We opened the pericardium and drained a surprising amount of blood. The heart was small in appearance because it had not been able to fill with blood. And there it was, a hole in the aorta, right where it came out of the heart. This hole, the size of a match stick, would have filled the pericardium with blood in seconds. A very sudden death would have resulted.

“You guys pull the heart and lungs with the aorta attached,” Dr. Norrdin said. “Try to keep the aorta intact all the way down to the mesenteric artery.”

In the horse, one of the critical intestinal parasites, a large strongyle, Strongylus vulgaris, has a larval stage that causes severe damage and inflammation to the mesenteric artery, the main artery to the gut. This is one of the leading causes of colic in the horse.

We opened the aorta from the heart to the mesenteric artery. There were lesions the entire length of the aorta. The root of the mesenteric artery was swollen and heavily involved with verminous arteritis. This is the standard location of those lesions. The fact that lesions were also located along the entire length of the aorta was an indication of a massive infestation with this dangerous parasite.

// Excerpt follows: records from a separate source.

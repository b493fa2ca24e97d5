//! In-process backends for exercising the session without model files.

use std::path::Path;
use std::sync::atomic::{AtomicUsize, Ordering};
use std::sync::Arc;
use std::time::Duration;

use crate::backend::{BackendError, ModelLoader, ModelSession, TensorData, TensorMap};
use crate::types::GridShape;

/// Adds `increment` to every value on each step.
#[derive(Clone, Default)]
pub struct FakeLoader {
    pub loads: Arc<AtomicUsize>,
    pub runs: Arc<AtomicUsize>,
    pub fail_load: bool,
    /// Runs with an index at or past this value fail.
    pub fail_from_run: Option<usize>,
    pub run_delay: Option<Duration>,
    pub increment: f32,
}

impl FakeLoader {
    pub fn adding(increment: f32) -> Self {
        Self {
            increment,
            ..Self::default()
        }
    }

    pub fn load_count(&self) -> usize {
        self.loads.load(Ordering::SeqCst)
    }

    pub fn run_count(&self) -> usize {
        self.runs.load(Ordering::SeqCst)
    }
}

impl ModelLoader for FakeLoader {
    fn load(&self, path: &Path, _shape: GridShape) -> Result<Box<dyn ModelSession>, BackendError> {
        self.loads.fetch_add(1, Ordering::SeqCst);
        if self.fail_load {
            return Err(BackendError::Load {
                path: path.to_path_buf(),
                reason: "refused by fake loader".to_owned(),
            });
        }
        Ok(Box::new(FakeSession {
            loader: self.clone(),
            inputs: vec!["input".to_owned()],
            outputs: vec!["output".to_owned()],
        }))
    }
}

struct FakeSession {
    loader: FakeLoader,
    inputs: Vec<String>,
    outputs: Vec<String>,
}

impl ModelSession for FakeSession {
    fn input_names(&self) -> &[String] {
        &self.inputs
    }

    fn output_names(&self) -> &[String] {
        &self.outputs
    }

    fn run(&mut self, mut feeds: TensorMap) -> Result<TensorMap, BackendError> {
        let run = self.loader.runs.fetch_add(1, Ordering::SeqCst);
        if let Some(delay) = self.loader.run_delay {
            std::thread::sleep(delay);
        }
        if self.loader.fail_from_run.is_some_and(|limit| run >= limit) {
            return Err(BackendError::Inference("fake failure".to_owned()));
        }

        let input = feeds
            .remove("input")
            .ok_or_else(|| BackendError::Inference("missing feed".to_owned()))?;
        let data = input.data.iter().map(|v| v + self.loader.increment).collect();

        let mut out = TensorMap::new();
        out.insert("output".to_owned(), TensorData::new(input.dims, data));
        Ok(out)
    }
}
use std::path::{Path, PathBuf};
use std::sync::Arc;
use std::time::{Duration, Instant};

use crate::backend::{BackendError, ModelLoader};
use crate::engine::{StepEngine, TickDecision};
use crate::erase::EraseBrush;
use crate::grid::Grid;
use crate::mapping::{self, ChannelMapping};
use crate::types::{GridStats, SessionConfig, SpeedSetting};
use crate::worker::{InferenceWorker, WorkerEvent};

const BUSY_POLL: Duration = Duration::from_millis(1);
const IDLE_POLL: Duration = Duration::from_millis(250);

#[derive(Clone, Debug, PartialEq, Eq)]
pub enum SessionStatus {
    /// No model requested yet.
    Empty,
    Loading,
    Ready,
    Failed(String),
}

/// Everything one visualization session owns: the backend worker, the
/// live grid, the step schedule and the current view.
pub struct SessionController {
    config: SessionConfig,
    loader: Arc<dyn ModelLoader>,
    worker: Option<InferenceWorker>,
    status: SessionStatus,
    model_path: Option<PathBuf>,
    grid: Option<Grid>,
    engine: StepEngine,
    generation: u64,
    mapping: ChannelMapping,
    preview: Option<ChannelMapping>,
    brush: EraseBrush,
    pending_erases: Vec<(i32, i32)>,
    pixels: Vec<u8>,
    frame: u64,
    steps: u64,
    discarded: u64,
    stats: GridStats,
}

impl SessionController {
    pub fn new(config: SessionConfig, loader: Arc<dyn ModelLoader>) -> Self {
        Self {
            engine: StepEngine::new(config.speed),
            brush: EraseBrush::new(config.erase_radius),
            config,
            loader,
            worker: None,
            status: SessionStatus::Empty,
            model_path: None,
            grid: None,
            generation: 0,
            mapping: ChannelMapping::default(),
            preview: None,
            pending_erases: Vec::new(),
            pixels: Vec::new(),
            frame: 0,
            steps: 0,
            discarded: 0,
            stats: GridStats::default(),
        }
    }

    /// Drops the current model and grid, then loads `path` on a fresh
    /// worker. Completion is reported through [`Self::pump`].
    pub fn load_model(&mut self, path: impl Into<PathBuf>) -> Result<(), BackendError> {
        let path = path.into();
        self.engine.stop();
        self.engine.complete();
        self.worker = None;
        self.grid = None;
        self.pending_erases.clear();
        self.generation += 1;
        self.steps = 0;
        self.stats = GridStats::default();
        self.model_path = Some(path.clone());
        self.status = SessionStatus::Loading;

        tracing::info!(path = %path.display(), "loading model");
        match InferenceWorker::spawn(self.loader.clone(), path, self.config.shape) {
            Ok(worker) => {
                self.worker = Some(worker);
                Ok(())
            }
            Err(err) => {
                tracing::error!(%err, "could not start inference worker");
                self.status = SessionStatus::Failed(err.to_string());
                Err(err)
            }
        }
    }

    /// Reseeds in place when a model is loaded, otherwise reloads the
    /// selected model.
    pub fn restart(&mut self, now: Instant) -> Result<(), BackendError> {
        self.engine.stop();

        let reusable = self.status == SessionStatus::Ready && self.worker.is_some();
        if let (true, Some(grid)) = (reusable, self.grid.as_mut()) {
            grid.reseed(&self.config.seed);
            self.stats = grid.stats();
            self.generation += 1;
            self.engine.complete();
            self.pending_erases.clear();
            self.steps = 0;
            self.render();
            tracing::info!("session reseeded");
            if self.config.autostart {
                self.start(now);
            }
            return Ok(());
        }

        match self.model_path.clone() {
            Some(path) => self.load_model(path),
            None => {
                tracing::warn!("restart requested with no model selected");
                Ok(())
            }
        }
    }

    /// Starts stepping. Refused unless a model is loaded.
    pub fn start(&mut self, now: Instant) -> bool {
        if !self.is_ready() || self.grid.is_none() {
            tracing::warn!(status = ?self.status, "no model session is ready, not starting");
            return false;
        }
        let started = self.engine.start(now);
        if started {
            tracing::info!(speed = self.engine.speed().0, "evolution started");
        }
        started
    }

    pub fn stop(&mut self) -> bool {
        let stopped = self.engine.stop();
        if stopped {
            tracing::info!("evolution stopped");
        }
        stopped
    }

    pub fn set_speed(&mut self, speed: SpeedSetting, now: Instant) {
        if speed == self.engine.speed() {
            return;
        }
        self.engine.set_speed(speed, now);
        tracing::info!(
            speed = speed.0,
            interval_ms = speed.interval().as_millis() as u64,
            "speed changed"
        );
    }

    pub fn set_mapping(&mut self, mapping: ChannelMapping) {
        self.mapping = mapping;
        self.preview = None;
        self.render();
    }

    /// Temporarily shows `mapping` until cleared with `None`.
    pub fn preview_mapping(&mut self, mapping: Option<ChannelMapping>) {
        if self.preview == mapping {
            return;
        }
        self.preview = mapping;
        self.render();
    }

    pub fn active_mapping(&self) -> ChannelMapping {
        self.preview.unwrap_or(self.mapping)
    }

    /// Clears the brush disc around `(cx, cy)` and redraws immediately.
    pub fn erase_at(&mut self, cx: i32, cy: i32) -> usize {
        let Some(grid) = self.grid.as_mut() else {
            return 0;
        };
        let cleared = self.brush.erase(grid, cx, cy);
        if self.engine.in_flight_since().is_some() {
            self.pending_erases.push((cx, cy));
        }
        self.render();
        cleared
    }

    /// Drains worker events, enforces the inference timeout and fires a
    /// due tick. Returns `true` when a new frame was rendered.
    pub fn pump(&mut self, now: Instant) -> bool {
        let mut produced = false;

        while let Some(event) = self.worker.as_ref().and_then(InferenceWorker::try_event) {
            match event {
                Ok(event) => produced |= self.handle_event(event, now),
                Err(err) => {
                    self.fail(err);
                    produced = true;
                }
            }
        }

        if let Some(since) = self.engine.in_flight_since() {
            let timeout = self.config.inference_timeout;
            if now.saturating_duration_since(since) > timeout {
                self.fail(BackendError::TimedOut(timeout));
                produced = true;
            }
        }

        match self.engine.poll(now) {
            TickDecision::Fire => self.submit_tick(),
            TickDecision::Skipped => {
                tracing::trace!(skipped = self.engine.skipped(), "tick skipped, step still in flight");
            }
            TickDecision::Idle => {}
        }

        produced
    }

    /// How long the driver may sleep before the next call to `pump`.
    pub fn next_wakeup(&self, now: Instant) -> Duration {
        if self.status == SessionStatus::Loading || self.engine.in_flight_since().is_some() {
            return BUSY_POLL;
        }
        self.engine.time_until_due(now).unwrap_or(IDLE_POLL)
    }

    pub fn status(&self) -> &SessionStatus {
        &self.status
    }

    pub fn is_ready(&self) -> bool {
        self.status == SessionStatus::Ready
    }

    pub fn is_running(&self) -> bool {
        self.engine.is_running()
    }

    pub fn speed(&self) -> SpeedSetting {
        self.engine.speed()
    }

    pub fn mapping(&self) -> ChannelMapping {
        self.mapping
    }

    pub fn model_path(&self) -> Option<&Path> {
        self.model_path.as_deref()
    }

    pub fn grid(&self) -> Option<&Grid> {
        self.grid.as_ref()
    }

    pub fn config(&self) -> &SessionConfig {
        &self.config
    }

    /// RGBA8 of the last render; empty before the first model loads.
    pub fn pixels(&self) -> &[u8] {
        &self.pixels
    }

    /// Bumped on every render.
    pub fn frame(&self) -> u64 {
        self.frame
    }

    pub fn steps(&self) -> u64 {
        self.steps
    }

    pub fn discarded(&self) -> u64 {
        self.discarded
    }

    pub fn skipped(&self) -> u64 {
        self.engine.skipped()
    }

    pub fn stats(&self) -> GridStats {
        self.stats
    }

    fn handle_event(&mut self, event: WorkerEvent, now: Instant) -> bool {
        match event {
            WorkerEvent::Loaded { input, output } => {
                tracing::info!(%input, %output, "model loaded");
                let grid = Grid::seeded(self.config.shape, &self.config.seed);
                self.stats = grid.stats();
                self.grid = Some(grid);
                self.status = SessionStatus::Ready;
                self.render();
                if self.config.autostart {
                    self.start(now);
                }
                true
            }
            WorkerEvent::LoadFailed(err) => {
                tracing::error!(%err, "error loading model");
                self.worker = None;
                self.grid = None;
                self.pixels.clear();
                self.status = SessionStatus::Failed(err.to_string());
                true
            }
            WorkerEvent::Stepped { generation, result } => {
                if generation != self.generation {
                    self.discarded += 1;
                    tracing::debug!(generation, "discarding step from before reseed");
                    return false;
                }
                self.engine.complete();
                match result {
                    Ok(grid) => {
                        self.adopt(grid);
                        true
                    }
                    Err(err) => {
                        tracing::error!(%err, "error during inference");
                        self.stop();
                        false
                    }
                }
            }
        }
    }

    fn adopt(&mut self, mut grid: Grid) {
        for (cx, cy) in self.pending_erases.drain(..) {
            self.brush.erase(&mut grid, cx, cy);
        }
        self.stats = grid.stats();
        self.steps += 1;
        self.grid = Some(grid);
        tracing::debug!(
            step = self.steps,
            mean = self.stats.mean,
            max = self.stats.max,
            min = self.stats.min,
            "step"
        );
        self.render();
    }

    fn submit_tick(&mut self) {
        let (Some(worker), Some(grid)) = (self.worker.as_ref(), self.grid.as_ref()) else {
            self.engine.complete();
            self.engine.stop();
            return;
        };
        self.pending_erases.clear();
        if let Err(err) = worker.submit(self.generation, grid.clone()) {
            self.fail(err);
        }
    }

    /// Abandons the backend after an unrecoverable error.
    fn fail(&mut self, err: BackendError) {
        tracing::error!(%err, "inference backend failed, session stopped");
        self.engine.stop();
        self.engine.complete();
        self.worker = None;
        self.status = SessionStatus::Failed(err.to_string());
    }

    fn render(&mut self) {
        let mapping = self.active_mapping();
        if let Some(grid) = &self.grid {
            mapping::render_into(grid, mapping, self.config.single_channel, &mut self.pixels);
            self.frame += 1;
        }
    }
}
use std::io::IsTerminal;
use std::sync::OnceLock;

use tracing_subscriber::{layer::SubscriberExt, util::SubscriberInitExt, EnvFilter, Registry};

static INITIALISED: OnceLock<()> = OnceLock::new();

/// Installs the global subscriber. `RUST_LOG` overrides `default_filter`.
pub fn init_tracing(default_filter: &str) -> Result<(), InitError> {
    INITIALISED
        .set(())
        .map_err(|_| InitError::AlreadyInitialised)?;

    let filter =
        EnvFilter::try_from_default_env().unwrap_or_else(|_| EnvFilter::new(default_filter));
    let fmt_layer = tracing_subscriber::fmt::layer()
        .with_target(true)
        .with_ansi(std::io::stderr().is_terminal())
        .with_writer(std::io::stderr);

    Registry::default()
        .with(filter)
        .with(fmt_layer)
        .try_init()
        .map_err(|err| InitError::Subscriber(err.to_string()))
}

#[derive(Debug, thiserror::Error)]
pub enum InitError {
    #[error("tracing has already been initialised")]
    AlreadyInitialised,
    #[error("failed to install tracing subscriber: {0}")]
    Subscriber(String),
}
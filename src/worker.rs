use std::path::{Path, PathBuf};
use std::sync::mpsc::{self, Receiver, Sender, TryRecvError};
use std::sync::Arc;
use std::thread;

use crate::backend::{self, BackendError, ModelLoader};
use crate::grid::Grid;
use crate::types::GridShape;

struct StepJob {
    generation: u64,
    grid: Grid,
}

pub enum WorkerEvent {
    Loaded {
        input: String,
        output: String,
    },
    LoadFailed(BackendError),
    Stepped {
        generation: u64,
        result: Result<Grid, BackendError>,
    },
}

/// Owns one loaded model on a dedicated thread and runs steps serially.
///
/// Dropping the worker closes its job queue; the thread exits once the
/// step it is running (if any) returns. Nothing joins the thread, so a step
/// that never returns keeps its thread and model alive after the session
/// has timed out and moved on.
pub struct InferenceWorker {
    jobs: Sender<StepJob>,
    events: Receiver<WorkerEvent>,
}

impl InferenceWorker {
    pub fn spawn(
        loader: Arc<dyn ModelLoader>,
        path: PathBuf,
        shape: GridShape,
    ) -> Result<Self, BackendError> {
        let (job_tx, job_rx) = mpsc::channel::<StepJob>();
        let (event_tx, event_rx) = mpsc::channel();

        thread::Builder::new()
            .name("nca-inference".to_owned())
            .spawn(move || serve(loader.as_ref(), &path, shape, job_rx, event_tx))
            .map_err(|err| BackendError::Inference(format!("failed to spawn worker: {err}")))?;

        Ok(Self {
            jobs: job_tx,
            events: event_rx,
        })
    }

    pub fn submit(&self, generation: u64, grid: Grid) -> Result<(), BackendError> {
        self.jobs
            .send(StepJob { generation, grid })
            .map_err(|_| BackendError::Disconnected)
    }

    /// Next pending event without blocking. A dead worker yields a
    /// `Disconnected` error once per call.
    pub fn try_event(&self) -> Option<Result<WorkerEvent, BackendError>> {
        match self.events.try_recv() {
            Ok(event) => Some(Ok(event)),
            Err(TryRecvError::Empty) => None,
            Err(TryRecvError::Disconnected) => Some(Err(BackendError::Disconnected)),
        }
    }
}

fn serve(
    loader: &dyn ModelLoader,
    path: &Path,
    shape: GridShape,
    jobs: Receiver<StepJob>,
    events: Sender<WorkerEvent>,
) {
    let mut session = match loader.load(path, shape) {
        Ok(session) => session,
        Err(err) => {
            let _ = events.send(WorkerEvent::LoadFailed(err));
            return;
        }
    };

    let (Some(input), Some(output)) = (
        session.input_names().first().cloned(),
        session.output_names().first().cloned(),
    ) else {
        let _ = events.send(WorkerEvent::LoadFailed(BackendError::Load {
            path: path.to_path_buf(),
            reason: "model has no inputs or no outputs".to_owned(),
        }));
        return;
    };

    if events.send(WorkerEvent::Loaded { input, output }).is_err() {
        return;
    }

    for job in jobs {
        let result = backend::run_step(session.as_mut(), job.grid.into_tensor())
            .and_then(|tensor| Grid::from_tensor(tensor, shape));
        let event = WorkerEvent::Stepped {
            generation: job.generation,
            result,
        };
        if events.send(event).is_err() {
            tracing::debug!("session dropped, inference worker exiting");
            return;
        }
    }
}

“If this horse did not die from this cardiac tamponade, he would have died from severe colic before long,” Dr. Norrdin said. “This is as extensive of an arteritis as I have ever seen.”

“Do you think the rupture of the aorta was caused by the parasite?” I asked.

“Oh, most definitely! This owner needs to get his horses on a rigorous parasite control program, or he will be losing a lot of horses,” Dr. Norrdin said. 

“And Larsen, don’t be too smug,” Dr. Norrdin said. “You will never see another case like this in your life. These once in a lifetime cases, just happen, early in your career and later in mine, but only once. Had this been on a test, all of your answers would have been marked wrong. You just had a lucky guess here today.”

Of course, Dr. Norrdin was correct. I never saw another case like this. I never read of another case like this. But having seen the damage from uncontrolled parasitic infections, it is much easier to make strong recommendations to horse owners about their parasite control programs.